L’ascesa di Ferraris
Ferraris, perito agrario torinese, nel 2001 torna a Castagnole Monferrato con pochissima terra di famiglia e un’idea ostinata: far conoscere quel rosso secco, profumato di rosa e viola, ciliegia selvatica e spezie. Parte con poche migliaia di bottiglie, cresce rapidamente e trova nell’export la leva decisiva: prima gli Stati Uniti, poi 35 mercati. Oggi la Ferraris Agricola conta dodici dipendenti stabili, 300.000 bottiglie l’anno e un fatturato attorno a 1,6 milioni di euro. La vecchia cantina dei bisnonni, in centro paese, è diventata un piccolo museo di comunità, mentre la nuova sede è all'ingresso di Castagnole.
Il cru che fa scuola
Non è un vino “facile”: rese contenute, lavoro in vigna certosino, identità aromatica netta. Proprio per questo Vigna del Parroco è un riferimento stilistico. La solidità del progetto si riflette anche nel portafoglio etichette, dove il cru convive con altre interpretazioni del territorio, rafforzando la riconoscibilità della docg e la sua immagine all’estero.
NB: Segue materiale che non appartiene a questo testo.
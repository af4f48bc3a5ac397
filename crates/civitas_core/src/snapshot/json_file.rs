//! JSON file snapshot backend.
//!
//! # Invariants
//! - Saves write and fsync a sibling temp file, then rename it over the
//!   target. Readers never observe a half-written snapshot.
//! - A missing snapshot file loads as `Ok(None)`.

use super::{decode_snapshot, encode_snapshot, SnapshotError, SnapshotResult, SnapshotStore};
use crate::model::Project;
use log::{debug, warn};
use std::ffi::OsString;
use std::fs::File;
use std::io::{ErrorKind, Write};
use std::path::{Path, PathBuf};

#[derive(Debug, Clone)]
pub struct JsonFileSnapshotStore {
    path: PathBuf,
}

impl JsonFileSnapshotStore {
    pub fn new(path: impl Into<PathBuf>) -> Self {
        Self { path: path.into() }
    }

    pub fn path(&self) -> &Path {
        &self.path
    }

    fn temp_path(&self) -> PathBuf {
        let mut name = self
            .path
            .file_name()
            .map(OsString::from)
            .unwrap_or_else(|| OsString::from("snapshot"));
        name.push(".tmp");
        self.path.with_file_name(name)
    }

    fn io_error(path: &Path, source: std::io::Error) -> SnapshotError {
        SnapshotError::Io {
            path: path.to_path_buf(),
            source,
        }
    }
}

impl SnapshotStore for JsonFileSnapshotStore {
    fn backend_name(&self) -> &'static str {
        "json_file"
    }

    fn load(&self) -> SnapshotResult<Option<Vec<Project>>> {
        let bytes = match std::fs::read(&self.path) {
            Ok(bytes) => bytes,
            Err(err) if err.kind() == ErrorKind::NotFound => {
                debug!(
                    "event=snapshot_load module=snapshot status=absent backend=json_file path={}",
                    self.path.display()
                );
                return Ok(None);
            }
            Err(err) => return Err(Self::io_error(&self.path, err)),
        };
        decode_snapshot(&bytes).map(Some)
    }

    fn save(&mut self, projects: &[Project]) -> SnapshotResult<()> {
        let bytes = encode_snapshot(projects)?;

        if let Some(parent) = self.path.parent().filter(|p| !p.as_os_str().is_empty()) {
            std::fs::create_dir_all(parent).map_err(|err| Self::io_error(parent, err))?;
        }

        let temp = self.temp_path();
        write_synced(&temp, &bytes).map_err(|err| Self::io_error(&temp, err))?;
        if let Err(err) = std::fs::rename(&temp, &self.path) {
            if std::fs::remove_file(&temp).is_err() {
                warn!(
                    "event=snapshot_save module=snapshot status=warn backend=json_file reason=temp_cleanup_failed path={}",
                    temp.display()
                );
            }
            return Err(Self::io_error(&self.path, err));
        }
        Ok(())
    }
}

fn write_synced(path: &Path, bytes: &[u8]) -> std::io::Result<()> {
    let mut file = File::create(path)?;
    file.write_all(bytes)?;
    file.sync_all()
}
//! Uploaded document references. Payloads are opaque and never parsed.

use serde::{Deserialize, Serialize};
use std::fmt::{Display, Formatter};

/// Surrogate document id, unique within the owning project.
pub type DocumentId = u64;

#[derive(Debug, Clone, Copy, PartialEq, Eq, Serialize, Deserialize)]
#[serde(rename_all = "snake_case")]
pub enum DocumentCategory {
    Contracts,
    Plans,
    Invoices,
    Reports,
}

#[derive(Debug, Clone, PartialEq, Eq, Serialize, Deserialize)]
pub struct DocumentRef {
    pub id: DocumentId,
    pub filename: String,
    pub mime_type: String,
    pub title: Option<String>,
    pub description: Option<String>,
    pub category: DocumentCategory,
    pub content: Vec<u8>,
}

/// Caller input for `upload_document`.
#[derive(Debug, Clone, PartialEq, Eq)]
pub struct NewDocument {
    pub filename: String,
    pub mime_type: String,
    pub title: Option<String>,
    pub description: Option<String>,
    pub category: DocumentCategory,
    pub content: Vec<u8>,
}

/// Lookup key for a document inside one project.
#[derive(Debug, Clone, PartialEq, Eq)]
pub enum DocumentKey {
    Id(DocumentId),
    /// Legacy addressing: first document with this filename and payload.
    Exact { filename: String, content: Vec<u8> },
}

impl DocumentKey {
    pub(crate) fn matches(&self, document: &DocumentRef) -> bool {
        match self {
            Self::Id(id) => document.id == *id,
            Self::Exact { filename, content } => {
                document.filename == *filename && document.content == *content
            }
        }
    }
}

impl Display for DocumentKey {
    fn fmt(&self, f: &mut Formatter<'_>) -> std::fmt::Result {
        match self {
            Self::Id(id) => write!(f, "#{id}"),
            Self::Exact { filename, content } => {
                write!(f, "`{filename}` ({} bytes)", content.len())
            }
        }
    }
}

impl From<DocumentId> for DocumentKey {
    fn from(value: DocumentId) -> Self {
        Self::Id(value)
    }
}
Innovazione e sostenibilità
La spinta non è solo commerciale. L’azienda ha ottenuto la certificazione Qualitas, che misura sostenibilità ambientale, sociale ed economico-finanziaria: un traguardo che nel Monferrato è arrivato tra i primi e che suggerisce un cambio di paradigma nella filiera. Tra cantina e vigna si sperimenta su pratiche agronomiche, gestione energetica e tracciabilità, con l’obiettivo di dare al Ruchè un futuro competitivo senza tradire la sua identità.
Mercati in movimento
Tariffe doganali in aumento, dollaro volatile, nuove politiche anti-alcol nel Nord Europa: sono variabili che incidono su un vino fortemente esposto all’export. A complicare il quadro, la dimensione media aziendale in Italia resta frazionata — poco più di due ettari per chi vinifica, contro superfici ben più ampie in Francia — con effetti su costi, investimenti e capacità di presidiare i mercati. Ferraris risponde con reti tra produttori, promozione mirata e presidio dei canali: nei wine bar internazionali, racconta, il Ruchè si è ritagliato uno spazio stabile, segno che il pubblico è pronto a riconoscerne lo stile.
Un piccolo grande rosso del Piemonte
Il Ruchè non cerca scorciatoie: chi lo apprezza ne abbraccia la personalità. La storia della Vigna del Parroco dimostra che la tradizione, se accompagnata da qualità, sostenibilità e visione, può diventare motore di sviluppo per un intero territorio. Monferrato compreso.